Would you please return the lines of the entries below starting at the line that has "pub fn update(&self, f: impl" and ending at the line that has "to value changes.", both included, exactly as they are?

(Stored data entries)
....................

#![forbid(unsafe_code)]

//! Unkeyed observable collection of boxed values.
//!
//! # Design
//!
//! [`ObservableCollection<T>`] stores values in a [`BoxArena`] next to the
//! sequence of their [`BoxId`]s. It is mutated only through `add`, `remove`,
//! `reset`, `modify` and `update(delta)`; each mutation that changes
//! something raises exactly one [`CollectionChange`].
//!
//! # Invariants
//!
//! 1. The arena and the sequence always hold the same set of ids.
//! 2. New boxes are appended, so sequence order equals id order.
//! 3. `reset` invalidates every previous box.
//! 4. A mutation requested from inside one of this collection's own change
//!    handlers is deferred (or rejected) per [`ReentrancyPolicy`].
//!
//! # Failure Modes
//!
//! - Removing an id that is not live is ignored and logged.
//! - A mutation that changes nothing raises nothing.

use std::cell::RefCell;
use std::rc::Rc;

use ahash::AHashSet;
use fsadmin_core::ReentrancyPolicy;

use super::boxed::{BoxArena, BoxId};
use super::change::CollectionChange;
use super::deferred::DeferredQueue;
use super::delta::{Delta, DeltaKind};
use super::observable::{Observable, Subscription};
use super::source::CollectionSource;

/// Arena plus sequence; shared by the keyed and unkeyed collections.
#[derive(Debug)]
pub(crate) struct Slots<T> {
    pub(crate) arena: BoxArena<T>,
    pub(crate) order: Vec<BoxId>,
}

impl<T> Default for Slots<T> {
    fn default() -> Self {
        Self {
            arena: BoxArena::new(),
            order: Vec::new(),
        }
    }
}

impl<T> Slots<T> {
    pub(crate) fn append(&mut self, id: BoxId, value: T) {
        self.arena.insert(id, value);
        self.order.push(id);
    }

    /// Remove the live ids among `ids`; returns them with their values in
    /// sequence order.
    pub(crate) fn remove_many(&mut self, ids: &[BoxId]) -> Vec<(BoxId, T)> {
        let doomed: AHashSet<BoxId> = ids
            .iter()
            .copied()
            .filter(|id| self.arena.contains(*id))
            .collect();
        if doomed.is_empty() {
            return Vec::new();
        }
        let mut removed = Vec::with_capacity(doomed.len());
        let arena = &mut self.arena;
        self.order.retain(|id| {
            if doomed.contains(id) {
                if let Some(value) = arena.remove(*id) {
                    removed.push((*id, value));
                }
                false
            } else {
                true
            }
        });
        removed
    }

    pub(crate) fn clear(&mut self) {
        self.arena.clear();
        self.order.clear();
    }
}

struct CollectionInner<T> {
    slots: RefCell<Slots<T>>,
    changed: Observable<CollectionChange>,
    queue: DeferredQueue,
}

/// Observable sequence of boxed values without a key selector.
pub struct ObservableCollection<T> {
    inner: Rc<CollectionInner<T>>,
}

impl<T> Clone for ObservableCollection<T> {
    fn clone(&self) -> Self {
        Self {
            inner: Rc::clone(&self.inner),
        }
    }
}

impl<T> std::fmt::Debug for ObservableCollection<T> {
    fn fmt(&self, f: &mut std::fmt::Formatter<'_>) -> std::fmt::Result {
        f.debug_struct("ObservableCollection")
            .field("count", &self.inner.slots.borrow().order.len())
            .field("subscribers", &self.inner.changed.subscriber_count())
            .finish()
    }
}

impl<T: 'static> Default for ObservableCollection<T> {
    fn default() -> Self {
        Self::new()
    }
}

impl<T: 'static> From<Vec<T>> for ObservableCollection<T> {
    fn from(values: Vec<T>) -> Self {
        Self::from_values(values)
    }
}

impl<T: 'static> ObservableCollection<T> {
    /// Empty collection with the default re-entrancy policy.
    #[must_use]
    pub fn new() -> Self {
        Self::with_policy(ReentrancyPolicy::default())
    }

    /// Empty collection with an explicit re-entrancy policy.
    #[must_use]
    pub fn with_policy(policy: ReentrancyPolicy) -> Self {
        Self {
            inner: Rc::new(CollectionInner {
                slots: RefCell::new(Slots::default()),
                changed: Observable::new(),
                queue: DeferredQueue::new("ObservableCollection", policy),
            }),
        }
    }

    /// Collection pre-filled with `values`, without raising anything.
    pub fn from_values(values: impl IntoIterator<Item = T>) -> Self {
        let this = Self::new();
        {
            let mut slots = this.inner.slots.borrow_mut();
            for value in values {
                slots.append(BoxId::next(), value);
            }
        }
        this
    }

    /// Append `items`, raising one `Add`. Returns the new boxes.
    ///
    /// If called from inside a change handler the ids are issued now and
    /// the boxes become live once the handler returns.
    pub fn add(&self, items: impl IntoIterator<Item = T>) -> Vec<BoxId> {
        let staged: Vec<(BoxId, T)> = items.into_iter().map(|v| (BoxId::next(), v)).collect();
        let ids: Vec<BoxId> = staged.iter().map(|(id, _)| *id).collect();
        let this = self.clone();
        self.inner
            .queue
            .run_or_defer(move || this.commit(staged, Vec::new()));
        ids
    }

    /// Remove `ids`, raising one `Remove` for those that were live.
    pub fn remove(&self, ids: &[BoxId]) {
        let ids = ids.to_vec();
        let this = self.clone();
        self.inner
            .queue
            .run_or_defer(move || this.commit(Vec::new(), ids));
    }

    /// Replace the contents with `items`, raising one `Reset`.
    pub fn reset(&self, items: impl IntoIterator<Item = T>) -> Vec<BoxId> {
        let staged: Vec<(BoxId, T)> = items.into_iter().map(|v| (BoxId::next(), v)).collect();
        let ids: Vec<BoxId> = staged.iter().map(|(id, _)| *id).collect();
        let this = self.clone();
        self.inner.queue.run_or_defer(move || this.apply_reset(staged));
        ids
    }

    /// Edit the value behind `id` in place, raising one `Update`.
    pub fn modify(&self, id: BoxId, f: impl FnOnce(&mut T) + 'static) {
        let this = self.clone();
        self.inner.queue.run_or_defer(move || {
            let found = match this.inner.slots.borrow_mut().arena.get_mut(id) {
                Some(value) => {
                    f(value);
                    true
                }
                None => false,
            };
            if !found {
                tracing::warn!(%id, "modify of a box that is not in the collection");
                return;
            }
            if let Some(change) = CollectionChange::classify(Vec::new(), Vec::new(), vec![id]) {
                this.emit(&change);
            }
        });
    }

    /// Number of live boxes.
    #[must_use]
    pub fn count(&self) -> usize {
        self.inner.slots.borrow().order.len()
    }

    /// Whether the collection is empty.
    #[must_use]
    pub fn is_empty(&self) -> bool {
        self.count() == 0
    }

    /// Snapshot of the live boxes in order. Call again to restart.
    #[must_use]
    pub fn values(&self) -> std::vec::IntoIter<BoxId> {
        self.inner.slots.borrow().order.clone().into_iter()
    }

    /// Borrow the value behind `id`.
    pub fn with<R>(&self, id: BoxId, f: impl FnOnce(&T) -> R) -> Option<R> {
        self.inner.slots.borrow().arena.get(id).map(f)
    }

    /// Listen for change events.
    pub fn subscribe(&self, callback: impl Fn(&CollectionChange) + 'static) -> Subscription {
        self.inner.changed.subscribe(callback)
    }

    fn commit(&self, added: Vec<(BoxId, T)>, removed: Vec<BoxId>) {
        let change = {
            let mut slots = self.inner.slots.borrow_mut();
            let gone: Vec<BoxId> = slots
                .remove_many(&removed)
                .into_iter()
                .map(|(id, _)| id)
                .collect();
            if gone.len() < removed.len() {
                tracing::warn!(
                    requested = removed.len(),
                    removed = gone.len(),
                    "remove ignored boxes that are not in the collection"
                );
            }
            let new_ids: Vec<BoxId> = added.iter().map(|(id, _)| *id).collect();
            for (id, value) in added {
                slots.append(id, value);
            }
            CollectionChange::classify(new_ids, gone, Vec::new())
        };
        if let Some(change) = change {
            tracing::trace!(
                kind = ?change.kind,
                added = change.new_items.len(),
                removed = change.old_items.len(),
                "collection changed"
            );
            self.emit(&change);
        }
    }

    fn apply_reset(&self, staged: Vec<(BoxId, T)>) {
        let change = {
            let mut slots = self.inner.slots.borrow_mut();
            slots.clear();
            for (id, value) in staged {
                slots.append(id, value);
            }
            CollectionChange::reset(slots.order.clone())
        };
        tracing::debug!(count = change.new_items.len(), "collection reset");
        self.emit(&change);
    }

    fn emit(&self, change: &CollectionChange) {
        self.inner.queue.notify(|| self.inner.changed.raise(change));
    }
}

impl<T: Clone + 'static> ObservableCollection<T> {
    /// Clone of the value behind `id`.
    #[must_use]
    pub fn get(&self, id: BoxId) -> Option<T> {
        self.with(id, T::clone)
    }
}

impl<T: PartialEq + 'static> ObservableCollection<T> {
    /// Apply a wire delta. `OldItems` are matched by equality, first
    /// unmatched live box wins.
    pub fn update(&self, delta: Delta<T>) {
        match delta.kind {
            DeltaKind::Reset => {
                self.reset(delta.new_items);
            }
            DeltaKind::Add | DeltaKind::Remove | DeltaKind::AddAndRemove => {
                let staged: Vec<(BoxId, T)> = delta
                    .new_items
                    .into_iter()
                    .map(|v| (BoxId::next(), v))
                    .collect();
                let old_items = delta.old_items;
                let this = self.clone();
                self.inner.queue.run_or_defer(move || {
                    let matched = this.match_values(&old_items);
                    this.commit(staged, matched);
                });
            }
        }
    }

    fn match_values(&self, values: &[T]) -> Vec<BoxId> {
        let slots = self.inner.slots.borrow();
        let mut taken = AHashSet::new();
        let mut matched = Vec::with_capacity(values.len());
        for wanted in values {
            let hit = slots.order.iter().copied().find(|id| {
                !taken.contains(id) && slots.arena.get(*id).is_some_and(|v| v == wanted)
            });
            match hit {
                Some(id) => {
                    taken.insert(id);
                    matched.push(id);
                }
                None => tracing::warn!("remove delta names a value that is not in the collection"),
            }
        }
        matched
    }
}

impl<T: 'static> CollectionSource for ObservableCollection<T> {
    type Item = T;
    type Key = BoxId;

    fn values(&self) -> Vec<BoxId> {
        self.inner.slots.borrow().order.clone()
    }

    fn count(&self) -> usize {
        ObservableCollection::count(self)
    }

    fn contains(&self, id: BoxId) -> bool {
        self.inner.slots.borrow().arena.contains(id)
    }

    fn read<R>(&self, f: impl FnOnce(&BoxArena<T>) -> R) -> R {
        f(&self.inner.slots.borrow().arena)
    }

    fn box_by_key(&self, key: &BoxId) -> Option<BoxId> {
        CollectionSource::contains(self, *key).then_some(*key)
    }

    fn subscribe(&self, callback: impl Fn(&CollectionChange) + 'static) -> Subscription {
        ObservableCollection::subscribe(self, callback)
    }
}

....................

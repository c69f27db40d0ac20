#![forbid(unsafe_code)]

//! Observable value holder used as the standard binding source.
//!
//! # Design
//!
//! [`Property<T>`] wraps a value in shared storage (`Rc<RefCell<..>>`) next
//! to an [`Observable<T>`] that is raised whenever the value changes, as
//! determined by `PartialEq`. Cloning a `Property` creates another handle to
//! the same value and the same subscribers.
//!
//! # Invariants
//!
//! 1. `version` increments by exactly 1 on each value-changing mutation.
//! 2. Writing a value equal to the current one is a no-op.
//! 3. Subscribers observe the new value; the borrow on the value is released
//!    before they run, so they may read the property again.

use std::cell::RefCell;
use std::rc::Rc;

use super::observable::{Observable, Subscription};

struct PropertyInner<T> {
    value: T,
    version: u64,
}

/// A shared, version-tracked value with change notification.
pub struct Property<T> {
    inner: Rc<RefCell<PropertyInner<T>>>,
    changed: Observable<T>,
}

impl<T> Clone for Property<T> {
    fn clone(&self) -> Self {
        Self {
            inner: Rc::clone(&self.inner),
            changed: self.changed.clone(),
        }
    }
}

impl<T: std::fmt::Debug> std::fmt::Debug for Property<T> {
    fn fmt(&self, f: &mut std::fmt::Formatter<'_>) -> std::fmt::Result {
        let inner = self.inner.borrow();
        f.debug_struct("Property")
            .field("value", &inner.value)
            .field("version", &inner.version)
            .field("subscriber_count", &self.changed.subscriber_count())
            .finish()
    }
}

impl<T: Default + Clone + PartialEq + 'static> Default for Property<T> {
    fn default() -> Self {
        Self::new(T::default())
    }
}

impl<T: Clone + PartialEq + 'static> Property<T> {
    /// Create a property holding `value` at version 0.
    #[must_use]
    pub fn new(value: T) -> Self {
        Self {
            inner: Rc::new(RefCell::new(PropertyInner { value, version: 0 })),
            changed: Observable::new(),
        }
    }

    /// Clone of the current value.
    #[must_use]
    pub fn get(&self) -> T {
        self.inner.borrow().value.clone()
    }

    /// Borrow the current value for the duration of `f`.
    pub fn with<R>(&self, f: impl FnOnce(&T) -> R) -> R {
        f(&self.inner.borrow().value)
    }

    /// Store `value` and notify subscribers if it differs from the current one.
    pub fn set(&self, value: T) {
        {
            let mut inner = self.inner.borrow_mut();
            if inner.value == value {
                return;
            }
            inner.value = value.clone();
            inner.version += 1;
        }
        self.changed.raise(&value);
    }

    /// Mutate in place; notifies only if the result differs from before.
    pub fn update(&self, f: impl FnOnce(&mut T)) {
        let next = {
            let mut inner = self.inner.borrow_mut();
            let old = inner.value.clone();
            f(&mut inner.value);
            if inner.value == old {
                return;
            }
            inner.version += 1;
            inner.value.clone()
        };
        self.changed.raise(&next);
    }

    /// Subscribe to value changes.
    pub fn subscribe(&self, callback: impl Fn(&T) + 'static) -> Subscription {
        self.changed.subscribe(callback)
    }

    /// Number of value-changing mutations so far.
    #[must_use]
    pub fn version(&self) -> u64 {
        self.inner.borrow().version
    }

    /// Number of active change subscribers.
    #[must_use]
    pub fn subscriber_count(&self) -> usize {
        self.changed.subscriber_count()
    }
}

....................

▶ _OUTPUT_
    pub fn update(&self, f: impl FnOnce(&mut T)) {
        let next = {
            let mut inner = self.inner.borrow_mut();
            let old = inner.value.clone();
            f(&mut inner.value);
            if inner.value == old {
                return;
            }
            inner.version += 1;
            inner.value.clone()
        };
        self.changed.raise(&next);
    }

    /// Subscribe to value changes.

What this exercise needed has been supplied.